* Work instructions
Copy all of the data that follows without altering a word.
Provided entries below:
//! Engine configuration (SPEC_FULL §5.C).
//!
//! A plain `serde`-derived struct persisted as TOML alongside the app DB,
//! following the shape of the teacher codebase's own `Config` (load-or-
//! default from the platform config directory, save back as TOML).

use std::path::Path;
use std::time::Duration;

use serde::{Deserialize, Serialize};

use crate::error::Result;

/// Backoff tunables for one kind of retry loop (§4.5, §5).
#[derive(Debug, Clone, Copy, Serialize, Deserialize)]
pub struct BackoffConfig {
    /// Initial delay in milliseconds, used for attempt 1.
    pub base_ms: u64,
    /// Upper bound on the delay, regardless of attempt count.
    pub max_ms: u64,
}

impl BackoffConfig {
    /// Generic retry backoff: base 5s, max 10 minutes (§4.5).
    pub fn generic() -> Self {
        Self {
            base_ms: 5_000,
            max_ms: 10 * 60 * 1_000,
        }
    }

    /// Socket reconnection backoff: base 5s, max 1 minute (§4.5).
    pub fn socket() -> Self {
        Self {
            base_ms: 5_000,
            max_ms: 60 * 1_000,
        }
    }

    /// `delay(n) = min(base * 2^(n-1), max)` for attempt `n >= 1`; `delay(0) = 0` (§8 property 7).
    pub fn delay(&self, attempt: u32) -> Duration {
        if attempt == 0 {
            return Duration::ZERO;
        }
        let scaled = self.base_ms.saturating_mul(1u64 << attempt.saturating_sub(1).min(62));
        Duration::from_millis(scaled.min(self.max_ms))
    }
}

/// Top-level engine configuration.
#[derive(Debug, Clone, Serialize, Deserialize)]
pub struct EngineConfig {
    /// Root directory for all persisted state (§6).
    pub app_dir: std::path::PathBuf,
    /// HTTP request timeout, default 30s (§5).
    #[serde(with = "duration_secs")]
    pub http_timeout: Duration,
    /// Number of retries before a mutation is dead-lettered (§4.3).
    pub mutation_retry_ceiling: u32,
    /// Interval between cleanup task runs, default 10 minutes (§5).
    #[serde(with = "duration_secs")]
    pub cleanup_interval: Duration,
    /// Debounce window for the cleanup task, default 1 minute (§5).
    #[serde(with = "duration_secs")]
    pub cleanup_debounce: Duration,
    /// Backoff tunables for generic retry loops.
    pub generic_backoff: BackoffConfig,
    /// Backoff tunables for socket reconnection.
    pub socket_backoff: BackoffConfig,
}

impl EngineConfig {
    /// Defaults matching the values named throughout §4 and §5 of the spec.
    pub fn with_app_dir(app_dir: impl Into<std::path::PathBuf>) -> Self {
        Self {
            app_dir: app_dir.into(),
            http_timeout: Duration::from_secs(30),
            mutation_retry_ceiling: 5,
            cleanup_interval: Duration::from_secs(10 * 60),
            cleanup_debounce: Duration::from_secs(60),
            generic_backoff: BackoffConfig::generic(),
            socket_backoff: BackoffConfig::socket(),
        }
    }

    /// Load from a TOML file, or return `None` if it doesn't exist yet.
    pub fn load(path: &Path) -> Result<Option<Self>> {
        if !path.exists() {
            return Ok(None);
        }
        let contents = std::fs::read_to_string(path)?;
        Ok(Some(toml::from_str(&contents)?))
    }

    /// Load from disk, or fall back to defaults rooted at `app_dir` if the
    /// config file doesn't exist yet.
    pub fn load_or_default(path: &Path, app_dir: impl Into<std::path::PathBuf>) -> Result<Self> {
        match Self::load(path)? {
            Some(config) => Ok(config),
            None => Ok(Self::with_app_dir(app_dir)),
        }
    }

    /// Persist to disk as TOML, creating parent directories as needed.
    pub fn save(&self, path: &Path) -> Result<()> {
        if let Some(parent) = path.parent() {
            std::fs::create_dir_all(parent)?;
        }
        std::fs::write(path, toml::to_string_pretty(self)?)?;
        Ok(())
    }
}

mod duration_secs {
    use std::time::Duration;

    use serde::{Deserialize, Deserializer, Serializer};

    pub fn serialize<S: Serializer>(value: &Duration, serializer: S) -> Result<S::Ok, S::Error> {
        serializer.serialize_u64(value.as_secs())
    }

    pub fn deserialize<'de, D: Deserializer<'de>>(deserializer: D) -> Result<Duration, D::Error> {
        Ok(Duration::from_secs(u64::deserialize(deserializer)?))
    }
}

#[cfg(test)]
mod tests {
    use super::*;

    #[test]
    fn backoff_formula_matches_spec_property_7() {
        let backoff = BackoffConfig {
            base_ms: 1_000,
            max_ms: 32_000,
        };
        assert_eq!(backoff.delay(0), Duration::ZERO);
        assert_eq!(backoff.delay(1), Duration::from_millis(1_000));
        assert_eq!(backoff.delay(2), Duration::from_millis(2_000));
        assert_eq!(backoff.delay(3), Duration::from_millis(4_000));
        assert_eq!(backoff.delay(10), Duration::from_millis(32_000));
    }

    #[test]
    fn socket_backoff_caps_at_one_minute() {
        let backoff = BackoffConfig::socket();
        assert_eq!(backoff.delay(20), Duration::from_secs(60));
    }

    #[test]
    fn config_round_trips_through_toml() {
        let dir = tempfile::tempdir().unwrap();
        let path = dir.path().join("config.toml");

        let config = EngineConfig::with_app_dir(dir.path());
        config.save(&path).unwrap();

        let loaded = EngineConfig::load(&path).unwrap().unwrap();
        assert_eq!(loaded.mutation_retry_ceiling, config.mutation_retry_ceiling);
        assert_eq!(loaded.http_timeout, config.http_timeout);
    }

    #[test]
    fn load_or_default_falls_back_when_file_is_absent() {
        let dir = tempfile::tempdir().unwrap();
        let path = dir.path().join("missing.toml");
        let config = EngineConfig::load_or_default(&path, dir.path()).unwrap();
        assert_eq!(config.app_dir, dir.path());
    }
}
End of Provided entries.
* Solution for this task
//! Engine configuration (SPEC_FULL §5.C).
//!
//! A plain `serde`-derived struct persisted as TOML alongside the app DB,
//! following the shape of the teacher codebase's own `Config` (load-or-
//! default from the platform config directory, save back as TOML).

use std::path::Path;
use std::time::Duration;

use serde::{Deserialize, Serialize};

use crate::error::Result;

/// Backoff tunables for one kind of retry loop (§4.5, §5).
#[derive(Debug, Clone, Copy, Serialize, Deserialize)]
pub struct BackoffConfig {
    /// Initial delay in milliseconds, used for attempt 1.
    pub base_ms: u64,
    /// Upper bound on the delay, regardless of attempt count.
    pub max_ms: u64,
}

impl BackoffConfig {
    /// Generic retry backoff: base 5s, max 10 minutes (§4.5).
    pub fn generic() -> Self {
        Self {
            base_ms: 5_000,
            max_ms: 10 * 60 * 1_000,
        }
    }

    /// Socket reconnection backoff: base 5s, max 1 minute (§4.5).
    pub fn socket() -> Self {
        Self {
            base_ms: 5_000,
            max_ms: 60 * 1_000,
        }
    }

    /// `delay(n) = min(base * 2^(n-1), max)` for attempt `n >= 1`; `delay(0) = 0` (§8 property 7).
    pub fn delay(&self, attempt: u32) -> Duration {
        if attempt == 0 {
            return Duration::ZERO;
        }
        let scaled = self.base_ms.saturating_mul(1u64 << attempt.saturating_sub(1).min(62));
        Duration::from_millis(scaled.min(self.max_ms))
    }
}

/// Top-level engine configuration.
#[derive(Debug, Clone, Serialize, Deserialize)]
pub struct EngineConfig {
    /// Root directory for all persisted state (§6).
    pub app_dir: std::path::PathBuf,
    /// HTTP request timeout, default 30s (§5).
    #[serde(with = "duration_secs")]
    pub http_timeout: Duration,
    /// Number of retries before a mutation is dead-lettered (§4.3).
    pub mutation_retry_ceiling: u32,
    /// Interval between cleanup task runs, default 10 minutes (§5).
    #[serde(with = "duration_secs")]
    pub cleanup_interval: Duration,
    /// Debounce window for the cleanup task, default 1 minute (§5).
    #[serde(with = "duration_secs")]
    pub cleanup_debounce: Duration,
    /// Backoff tunables for generic retry loops.
    pub generic_backoff: BackoffConfig,
    /// Backoff tunables for socket reconnection.
    pub socket_backoff: BackoffConfig,
}

impl EngineConfig {
    /// Defaults matching the values named throughout §4 and §5 of the spec.
    pub fn with_app_dir(app_dir: impl Into<std::path::PathBuf>) -> Self {
        Self {
            app_dir: app_dir.into(),
            http_timeout: Duration::from_secs(30),
            mutation_retry_ceiling: 5,
            cleanup_interval: Duration::from_secs(10 * 60),
            cleanup_debounce: Duration::from_secs(60),
            generic_backoff: BackoffConfig::generic(),
            socket_backoff: BackoffConfig::socket(),
        }
    }

    /// Load from a TOML file, or return `None` if it doesn't exist yet.
    pub fn load(path: &Path) -> Result<Option<Self>> {
        if !path.exists() {
            return Ok(None);
        }
        let contents = std::fs::read_to_string(path)?;
        Ok(Some(toml::from_str(&contents)?))
    }

    /// Load from disk, or fall back to defaults rooted at `app_dir` if the
    /// config file doesn't exist yet.
    pub fn load_or_default(path: &Path, app_dir: impl Into<std::path::PathBuf>) -> Result<Self> {
        match Self::load(path)? {
            Some(config) => Ok(config),
            None => Ok(Self::with_app_dir(app_dir)),
        }
    }

    /// Persist to disk as TOML, creating parent directories as needed.
    pub fn save(&self, path: &Path) -> Result<()> {
        if let Some(parent) = path.parent() {
            std::fs::create_dir_all(parent)?;
        }
        std::fs::write(path, toml::to_string_pretty(self)?)?;
        Ok(())
    }
}

mod duration_secs {
    use std::time::Duration;

    use serde::{Deserialize, Deserializer, Serializer};

    pub fn serialize<S: Serializer>(value: &Duration, serializer: S) -> Result<S::Ok, S::Error> {
        serializer.serialize_u64(value.as_secs())
    }

    pub fn deserialize<'de, D: Deserializer<'de>>(deserializer: D) -> Result<Duration, D::Error> {
        Ok(Duration::from_secs(u64::deserialize(deserializer)?))
    }
}

#[cfg(test)]
mod tests {
    use super::*;

    #[test]
    fn backoff_formula_matches_spec_property_7() {
        let backoff = BackoffConfig {
            base_ms: 1_000,
            max_ms: 32_000,
        };
        assert_eq!(backoff.delay(0), Duration::ZERO);
        assert_eq!(backoff.delay(1), Duration::from_millis(1_000));
        assert_eq!(backoff.delay(2), Duration::from_millis(2_000));
        assert_eq!(backoff.delay(3), Duration::from_millis(4_000));
        assert_eq!(backoff.delay(10), Duration::from_millis(32_000));
    }

    #[test]
    fn socket_backoff_caps_at_one_minute() {
        let backoff = BackoffConfig::socket();
        assert_eq!(backoff.delay(20), Duration::from_secs(60));
    }

    #[test]
    fn config_round_trips_through_toml() {
        let dir = tempfile::tempdir().unwrap();
        let path = dir.path().join("config.toml");

        let config = EngineConfig::with_app_dir(dir.path());
        config.save(&path).unwrap();

        let loaded = EngineConfig::load(&path).unwrap().unwrap();
        assert_eq!(loaded.mutation_retry_ceiling, config.mutation_retry_ceiling);
        assert_eq!(loaded.http_timeout, config.http_timeout);
    }

    #[test]
    fn load_or_default_falls_back_when_file_is_absent() {
        let dir = tempfile::tempdir().unwrap();
        let path = dir.path().join("missing.toml");
        let config = EngineConfig::load_or_default(&path, dir.path()).unwrap();
        assert_eq!(config.app_dir, dir.path());
    }
}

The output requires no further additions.